- Born: May 9, 1960 Lewiston, Maine, U.S.
- Education: A.B. Harvard 1982; PhD University of Pennsylvania 1991
- Occupation: educator
- Known for: scholarship at intersection of digital culture, indigenous culture, and permaculture

= Joline Blais =

American educator

Joline Blais (born May 9, 1960) is an American writer, educator, new media scholar, and permaculture designer.

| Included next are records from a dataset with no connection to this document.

//! Cache store abstraction and the per-asset cache handle

use crate::{CacheKey, CachedOutput, LazyContentTag};
use async_trait::async_trait;
use squash_types::{Bytes, Result};
use std::fmt;
use std::sync::Arc;

/// Persistent key/value storage for compression results.
///
/// An entry matches only if both the key and the content tag match.
/// Implementations must look up the key first and compute the tag only
/// when an entry exists under it.
#[async_trait]
pub trait CacheStore: Send + Sync {
    /// Fetch the entry stored under `key` for content tagged `tag`
    async fn get(&self, key: &CacheKey, tag: &LazyContentTag) -> Result<Option<CachedOutput>>;

    /// Store `value` under `key` for content tagged `tag`
    async fn store(&self, key: &CacheKey, tag: &LazyContentTag, value: CachedOutput)
        -> Result<()>;
}

/// Cache handle bound to one asset of one pass
pub struct ItemCache {
    store: Arc<dyn CacheStore>,
    key: CacheKey,
    tag: LazyContentTag,
}

impl ItemCache {
    /// Bind `store` to the given key and asset content
    pub fn new(store: Arc<dyn CacheStore>, key: CacheKey, content: Bytes) -> Self {
        Self {
            store,
            key,
            tag: LazyContentTag::new(content),
        }
    }

    /// The bound key
    pub fn key(&self) -> &CacheKey {
        &self.key
    }

    /// The bound content tag
    pub fn tag(&self) -> &LazyContentTag {
        &self.tag
    }

    /// Fetch the cached result for this asset
    pub async fn get(&self) -> Result<Option<CachedOutput>> {
        self.store.get(&self.key, &self.tag).await
    }

    /// Store a result for this asset
    pub async fn store(&self, value: CachedOutput) -> Result<()> {
        self.store.store(&self.key, &self.tag, value).await
    }
}

impl fmt::Debug for ItemCache {
    fn fmt(&self, f: &mut fmt::Formatter<'_>) -> fmt::Result {
        f.debug_struct("ItemCache")
            .field("key", &self.key)
            .field("tag", &self.tag)
            .finish()
    }
}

As Associate Professor in the University of Maine's New Media Department, Blais teaches classes on digital narrative, sustainable design, and permaculture. With Jon Ippolito in 2002, she co-founded Still Water, a new media lab she continues to co-direct that is devoted to studying and building creative networks. Blais' publications and creative work explore the overlap of digital culture, indigenous culture, and permaculture which has included advocacy for updated tenure and promotion criteria based on sharing rather than hierarchical principles.

==Selected Projects==

Blais' 2006 book At the Edge of Art, co-authored with Ippolito and published by Thames & Hudson, investigates how new media art puts the power of networks and distributed creativity into the hands of ordinary citizens in a variety of non-art contexts. The book creates a metaphor between digital art and the human immune system, relating the auto-immune response to the important role of art in society. In this book Blais coins the terms "autobotography," personal histories automatically recorded by digital devices such as webcams and blogs, and "executability," an ability of 21st-century expression to operate on computable, social, or legal codes.

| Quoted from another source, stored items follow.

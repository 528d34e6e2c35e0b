//! Configuration loader utilities

use crate::{ConfigBuilder, ConfigError, ConfigResult, Settings};
use std::path::{Path, PathBuf};

/// Environment variable prefix for overrides, e.g. `SQUASH__THRESHOLD`
pub const ENV_PREFIX: &str = "SQUASH";

/// Configuration loader with common loading patterns
pub struct ConfigLoader;

impl ConfigLoader {
    /// Load settings from the first default file found in the working directory
    pub fn load_default() -> ConfigResult<Settings> {
        let mut builder = ConfigBuilder::new();
        if let Some(path) = Self::default_config_paths()
            .into_iter()
            .find(|path| path.exists())
        {
            builder = builder.add_source_file(path);
        }
        builder.add_env_prefix(ENV_PREFIX).build()
    }

    /// Load settings from a specific file
    pub fn load_from_file<P: AsRef<Path>>(path: P) -> ConfigResult<Settings> {
        let path = path.as_ref();

        if !path.exists() {
            return Err(ConfigError::Io {
                path: path.to_path_buf(),
                source: std::io::Error::new(
                    std::io::ErrorKind::NotFound,
                    "Configuration file not found",
                ),
            });
        }

        ConfigBuilder::new()
            .add_source_file(path)
            .add_env_prefix(ENV_PREFIX)
            .build()
    }

    /// Save settings to a file, format taken from the extension
    pub fn save_to_file<P: AsRef<Path>>(settings: &Settings, path: P) -> ConfigResult<()> {
        let path = path.as_ref();
        let content = Self::render(settings, path.extension().and_then(|ext| ext.to_str()))?;

        std::fs::write(path, content).map_err(|e| ConfigError::Io {
            path: path.to_path_buf(),
            source: e,
        })
    }

    /// Render settings as YAML (default), TOML or JSON
    pub fn render(settings: &Settings, format: Option<&str>) -> ConfigResult<String> {
        Ok(match format {
            Some("toml") => toml::to_string_pretty(settings)?,
            Some("json") => serde_json::to_string_pretty(settings)?,
            _ => serde_yaml::to_string(settings)?,
        })
    }

    /// Write the default settings to a file
    pub fn generate_default_config<P: AsRef<Path>>(path: P) -> ConfigResult<()> {
        Self::save_to_file(&Settings::default(), path)
    }

    /// Default configuration file names in order of preference
    pub fn default_config_paths() -> Vec<PathBuf> {
        ["squash.yaml", "squash.yml", "squash.toml", "squash.json"]
            .into_iter()
            .map(PathBuf::from)
            .collect()
    }
}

Blais and collaborators, including John Bell, Ippolito, and Owen Smith, developed The Pool, an online project design workspace noted by the Chronicle of Higher Education as a "new avenue for new-media scholars to do their jobs." The Pool is a collaborative online environment for creating art, code, and texts. In place of the single-artist, single-artwork paradigm favored by the overwhelming majority of documentation systems, The Pool stimulates collaboration in a variety of forms, including multi-author, asynchronous, and cross-medium projects.

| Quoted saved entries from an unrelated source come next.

//! In-memory asset store

use parking_lot::RwLock;
use squash_types::{Asset, AssetInfo, AssetInfoPatch, AssetStore, Error, RawSource, Result};
use std::collections::BTreeMap;
use tracing::debug;

#[derive(Debug, Clone)]
struct StoredAsset {
    source: RawSource,
    info: AssetInfo,
}

/// Asset store backed by an ordered map.
///
/// Deleting an asset also deletes the assets it relates to, unless another
/// remaining asset still relates to them.
#[derive(Debug, Default)]
pub struct MemoryAssetStore {
    assets: RwLock<BTreeMap<String, StoredAsset>>,
}

impl MemoryAssetStore {
    /// Create an empty store
    pub fn new() -> Self {
        Self::default()
    }

    /// Add or replace an asset
    pub fn insert(&self, asset: Asset) {
        self.assets.write().insert(
            asset.name,
            StoredAsset {
                source: asset.source,
                info: asset.info,
            },
        );
    }

    /// Number of assets
    pub fn len(&self) -> usize {
        self.assets.read().len()
    }

    /// Check if the store is empty
    pub fn is_empty(&self) -> bool {
        self.assets.read().is_empty()
    }

    /// Check if an asset exists
    pub fn contains(&self, name: &str) -> bool {
        self.assets.read().contains_key(name)
    }

    /// Snapshot of every asset, ordered by name
    pub fn assets(&self) -> Vec<Asset> {
        self.assets
            .read()
            .iter()
            .map(|(name, stored)| Asset {
                name: name.clone(),
                source: stored.source.clone(),
                info: stored.info.clone(),
            })
            .collect()
    }
}

impl FromIterator<Asset> for MemoryAssetStore {
    fn from_iter<I: IntoIterator<Item = Asset>>(iter: I) -> Self {
        let store = Self::new();
        for asset in iter {
            store.insert(asset);
        }
        store
    }
}

fn is_referenced(assets: &BTreeMap<String, StoredAsset>, name: &str) -> bool {
    assets
        .values()
        .any(|stored| stored.info.related.values().any(|related| related == name))
}

fn remove_cascading(assets: &mut BTreeMap<String, StoredAsset>, name: &str) -> bool {
    let Some(removed) = assets.remove(name) else {
        return false;
    };
    for related in removed.info.related.values() {
        if !is_referenced(assets, related) && remove_cascading(assets, related) {
            debug!("Deleted {} along with {}", related, name);
        }
    }
    true
}

impl AssetStore for MemoryAssetStore {
    fn list(&self) -> Vec<String> {
        self.assets.read().keys().cloned().collect()
    }

    fn get(&self, name: &str) -> Option<Asset> {
        self.assets.read().get(name).map(|stored| Asset {
            name: name.to_string(),
            source: stored.source.clone(),
            info: stored.info.clone(),
        })
    }

    fn update(&self, name: &str, source: Option<RawSource>, patch: AssetInfoPatch) -> Result<()> {
        let mut assets = self.assets.write();
        let stored = assets
            .get_mut(name)
            .ok_or_else(|| Error::asset_not_found(name))?;
        if let Some(source) = source {
            stored.source = source;
        }
        stored.info.apply(&patch);
        Ok(())
    }

    fn delete(&self, name: &str) -> Result<()> {
        if !remove_cascading(&mut self.assets.write(), name) {
            debug!("{} was already deleted", name);
        }
        Ok(())
    }

    fn emit(&self, name: &str, source: RawSource, info: AssetInfo) -> Result<()> {
        let mut assets = self.assets.write();
        match assets.get_mut(name) {
            Some(existing) if existing.source != source => Err(Error::asset_conflict(name)),
            Some(existing) => {
                existing.info.compressed |= info.compressed;
                existing.info.immutable = info.immutable;
                existing.info.related.extend(info.related);
                Ok(())
            }
            None => {
                assets.insert(name.to_string(), StoredAsset { source, info });
                Ok(())
            }
        }
    }
}

#[cfg(test)]
mod tests {
    use super::*;
    use squash_types::ErrorKind;

    fn store() -> MemoryAssetStore {
        [
            Asset::new("app.js", &b"console.log(1)"[..])
                .with_info(AssetInfo::default().with_related("sourceMap", "app.js.map")),
            Asset::new("app.js.map", &b"{}"[..]),
            Asset::new("site.css", &b"body{}"[..]),
        ]
        .into_iter()
        .collect()
    }

    #[test]
    fn test_list_is_ordered() {
        assert_eq!(store().list(), vec!["app.js", "app.js.map", "site.css"]);
    }

    #[test]
    fn test_delete_cascades_to_related() {
        let store = store();
        store.delete("app.js").unwrap();
        assert!(!store.contains("app.js"));
        assert!(!store.contains("app.js.map"));
        assert!(store.contains("site.css"));

        // The cascaded source map is gone already
        store.delete("app.js.map").unwrap();
        assert_eq!(store.list(), vec!["site.css"]);
    }

    #[test]
    fn test_delete_keeps_shared_relations() {
        let store = store();
        store
            .update(
                "site.css",
                None,
                AssetInfoPatch::new().relate("sourceMap", "app.js.map"),
            )
            .unwrap();
        store.delete("app.js").unwrap();
        assert!(store.contains("app.js.map"));
    }

    #[test]
    fn test_detached_relation_survives_delete() {
        let store = store();
        store
            .update("app.js", None, AssetInfoPatch::new().unrelate("sourceMap"))
            .unwrap();
        store.delete("app.js").unwrap();
        assert!(store.contains("app.js.map"));
    }

    #[test]
    fn test_cyclic_relations_terminate() {
        let store: MemoryAssetStore = [
            Asset::new("a", &b"a"[..]).with_info(AssetInfo::default().with_related("x", "b")),
            Asset::new("b", &b"b"[..]).with_info(AssetInfo::default().with_related("x", "a")),
        ]
        .into_iter()
        .collect();
        store.delete("a").unwrap();
        assert!(store.is_empty());
    }

    #[test]
    fn test_missing_assets() {
        let store = store();
        store.delete("nope.js").unwrap();
        assert_eq!(store.len(), 3);
        assert_eq!(
            store
                .update("nope.js", None, AssetInfoPatch::new())
                .unwrap_err()
                .kind(),
            ErrorKind::Asset
        );
        assert!(store.get("nope.js").is_none());
    }

    #[test]
    fn test_emit_conflict() {
        let store = store();
        let info = AssetInfo::compressed();
        store
            .emit("app.js.gz", RawSource::from(&b"gz"[..]), info.clone())
            .unwrap();
        store
            .emit("app.js.gz", RawSource::from(&b"gz"[..]), info.clone())
            .unwrap();

        let error = store
            .emit("app.js.gz", RawSource::from(&b"other"[..]), info)
            .unwrap_err();
        assert!(matches!(error, Error::AssetConflict { .. }));
        assert_eq!(store.get("app.js.gz").unwrap().source.as_bytes(), b"gz");
    }

    #[test]
    fn test_update_replaces_source() {
        let store = store();
        store
            .update("site.css", Some(RawSource::from(&b"p{}"[..])), AssetInfoPatch::new())
            .unwrap();
        assert_eq!(store.get("site.css").unwrap().source.as_bytes(), b"p{}");
    }
}
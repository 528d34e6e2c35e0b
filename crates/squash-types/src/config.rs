//! Validated configuration values
//!
//! Newtypes that can only hold values a compression pass can act on.

use std::cmp::Ordering;

/// Maximum acceptable compressed/original size ratio
#[derive(Debug, Clone, Copy, PartialEq, PartialOrd)]
#[cfg_attr(feature = "serde", derive(serde::Serialize, serde::Deserialize))]
#[cfg_attr(feature = "serde", serde(try_from = "f64", into = "f64"))]
pub struct MinRatio(f64);

impl MinRatio {
    /// Default ratio
    pub const DEFAULT: f64 = 0.8;

    /// Create a new ratio with validation
    pub fn new(ratio: f64) -> Result<Self, String> {
        if !ratio.is_finite() {
            Err(format!("Minimum ratio {} must be a finite number", ratio))
        } else if ratio < 0.0 {
            Err(format!("Minimum ratio {} must not be negative", ratio))
        } else {
            Ok(Self(ratio))
        }
    }

    /// Get the ratio value
    pub fn get(self) -> f64 {
        self.0
    }

    /// Compute `compressed / original`
    pub fn ratio_of(compressed: usize, original: usize) -> f64 {
        compressed as f64 / original as f64
    }

    /// Check whether a compressed result is small enough to keep.
    ///
    /// Only a ratio strictly above the threshold is rejected. An empty
    /// original compressed to nothing yields NaN, which is accepted.
    pub fn accepts(self, compressed: usize, original: usize) -> bool {
        let ratio = Self::ratio_of(compressed, original);
        !matches!(ratio.partial_cmp(&self.0), Some(Ordering::Greater))
    }
}

impl Default for MinRatio {
    fn default() -> Self {
        Self(Self::DEFAULT)
    }
}

impl TryFrom<f64> for MinRatio {
    type Error = String;

    fn try_from(ratio: f64) -> Result<Self, Self::Error> {
        Self::new(ratio)
    }
}

impl From<MinRatio> for f64 {
    fn from(ratio: MinRatio) -> Self {
        ratio.0
    }
}
//! Name selection rules
//!
//! A rule is a string prefix, a regular expression or a predicate. A set
//! matches a name when any of its rules does.

use crate::{ConfigError, ConfigResult};
use regex::Regex;
use std::fmt;
use std::sync::Arc;

/// Predicate over asset names
pub type NamePredicate = Arc<dyn Fn(&str) -> bool + Send + Sync>;

/// A single selection rule
#[derive(Clone)]
pub enum Rule {
    /// Matches names starting with the string
    Prefix(String),
    /// Matches names the expression finds a match in
    Regex(Regex),
    /// Matches names the function accepts
    Predicate(NamePredicate),
}

impl Rule {
    /// Prefix rule
    pub fn prefix(prefix: impl Into<String>) -> Self {
        Self::Prefix(prefix.into())
    }

    /// Regex rule, compiling `pattern`
    pub fn regex(pattern: &str) -> ConfigResult<Self> {
        Regex::new(pattern)
            .map(Self::Regex)
            .map_err(|e| ConfigError::invalid_value("regex", format!("{}: {}", pattern, e)))
    }

    /// Predicate rule
    pub fn predicate<F>(predicate: F) -> Self
    where
        F: Fn(&str) -> bool + Send + Sync + 'static,
    {
        Self::Predicate(Arc::new(predicate))
    }

    /// Check whether `name` satisfies this rule
    pub fn matches(&self, name: &str) -> bool {
        match self {
            Self::Prefix(prefix) => name.starts_with(prefix.as_str()),
            Self::Regex(regex) => regex.is_match(name),
            Self::Predicate(predicate) => predicate(name),
        }
    }
}

impl fmt::Debug for Rule {
    fn fmt(&self, f: &mut fmt::Formatter<'_>) -> fmt::Result {
        match self {
            Self::Prefix(prefix) => f.debug_tuple("Prefix").field(prefix).finish(),
            Self::Regex(regex) => f.debug_tuple("Regex").field(&regex.as_str()).finish(),
            Self::Predicate(_) => f.write_str("Predicate(..)"),
        }
    }
}

impl From<&str> for Rule {
    fn from(prefix: &str) -> Self {
        Self::prefix(prefix)
    }
}

impl From<String> for Rule {
    fn from(prefix: String) -> Self {
        Self::Prefix(prefix)
    }
}

impl From<Regex> for Rule {
    fn from(regex: Regex) -> Self {
        Self::Regex(regex)
    }
}

/// Any-of collection of rules
#[derive(Debug, Clone, Default)]
pub struct RuleSet {
    rules: Vec<Rule>,
}

impl RuleSet {
    /// Create an empty set
    pub fn new() -> Self {
        Self::default()
    }

    /// Add a rule
    pub fn push(&mut self, rule: impl Into<Rule>) {
        self.rules.push(rule.into());
    }

    /// Check if the set has no rules
    pub fn is_empty(&self) -> bool {
        self.rules.is_empty()
    }

    /// Number of rules
    pub fn len(&self) -> usize {
        self.rules.len()
    }

    /// Check whether any rule matches `name`
    pub fn matches_any(&self, name: &str) -> bool {
        self.rules.iter().any(|rule| rule.matches(name))
    }

    /// Iterate over the rules
    pub fn iter(&self) -> impl Iterator<Item = &Rule> {
        self.rules.iter()
    }
}

impl From<Rule> for RuleSet {
    fn from(rule: Rule) -> Self {
        Self { rules: vec![rule] }
    }
}

impl From<Vec<Rule>> for RuleSet {
    fn from(rules: Vec<Rule>) -> Self {
        Self { rules }
    }
}

impl From<Regex> for RuleSet {
    fn from(regex: Regex) -> Self {
        Rule::Regex(regex).into()
    }
}

impl From<&str> for RuleSet {
    fn from(prefix: &str) -> Self {
        Rule::prefix(prefix).into()
    }
}

impl<R: Into<Rule>> FromIterator<R> for RuleSet {
    fn from_iter<I: IntoIterator<Item = R>>(iter: I) -> Self {
        Self {
            rules: iter.into_iter().map(Into::into).collect(),
        }
    }
}

#[cfg(test)]
mod tests {
    use super::*;
    use rstest::rstest;

    #[rstest]
    #[case("js/", "js/app.js", true)]
    #[case("js/", "css/js/app.css", false)]
    #[case("app", "app.js", true)]
    #[case("", "anything", true)]
    fn test_prefix_is_anchored(#[case] prefix: &str, #[case] name: &str, #[case] expected: bool) {
        assert_eq!(Rule::prefix(prefix).matches(name), expected);
    }

    #[rstest]
    #[case(r"\.js$", "app.js", true)]
    #[case(r"\.js$", "app.json", false)]
    #[case(r"\.(css|svg)$", "img/logo.svg", true)]
    #[case(r"map", "app.js.map", true)]
    fn test_regex_rule(#[case] pattern: &str, #[case] name: &str, #[case] expected: bool) {
        assert_eq!(Rule::regex(pattern).unwrap().matches(name), expected);
    }

    #[test]
    fn test_invalid_regex() {
        let error = Rule::regex("(unclosed").unwrap_err();
        assert!(matches!(error, ConfigError::InvalidValue { .. }));
    }

    #[test]
    fn test_rule_set_is_any_of() {
        let set: RuleSet = vec![
            Rule::regex(r"\.css$").unwrap(),
            Rule::predicate(|name| name.ends_with(".html")),
        ]
        .into();

        assert_eq!(set.len(), 2);
        assert!(set.matches_any("site.css"));
        assert!(set.matches_any("index.html"));
        assert!(!set.matches_any("app.js"));
        assert!(!RuleSet::new().matches_any("app.js"));
    }
}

In 2005 Blais partnered with New York's Eyebeam Art and Technology Center to conceive and produce an online forum on open culture that spanned six weeks and four continents. Entitled Distributed creativity, this system wove together correspondents from separate email lists based in California (Creative Commons), New York (Rhizome), Ireland (DATA), India (Sarai), and Australia (Fibreculture) in a global conversation on the future of creativity, intellectual property, and mobile media.

Her sustainability projects include LongGreenHouse (2007–2011), which wove the Wabanaki Longhouse, permaculture gardens, and networked collaboration in a hybrid "communiversity," in partnership with UMaine, the Wassookeag school, and Wabanaki elders. Other projects include RFC: Request for Ceremony, a call for re-investing quotidian life with ceremony; and the Cross-Cultural Partnership, a legal framework for developing trust networks with indigenous peoples.

In 2008 Blais expanded this work from the university to community contexts as a partner and equity member of Belfast Cohousing & Ecovillage, whose net zero prototype house was the US Green Building Council's 2011 Project of the Year.

==Selected publications==
Joline Blais and Jon Ippolito, "Art As Antibody: A Redefinition of Art for the Internet Age," Intelligent Agent 6, no. 2 (Summer 2006), mirrored at http://www.intelligentagent.com/archive/ia6_2_transvergence_blaisippolito_artasantibody.pdf.

Joline Blais and Jon Ippolito, At the Edge of Art (London: Thames & Hudson, 2006).

Joline Blais, Indigenous Domain: Pilgrims, Permaculture, and Perl

Joline Blais, Jon Ippolito, Steve Evans, Owen Smith, and Nate Stormer, "New Criteria for New Media," Leonardo (MIT Press) 42, no. 1 (Spring 2009).

Joline Blais and Jon Ippolito, "New Media Innovators," in Lucas Dietrich, ed., 60: Innovators Shaping Our Creative Future (London: Thames & Hudson, 2010).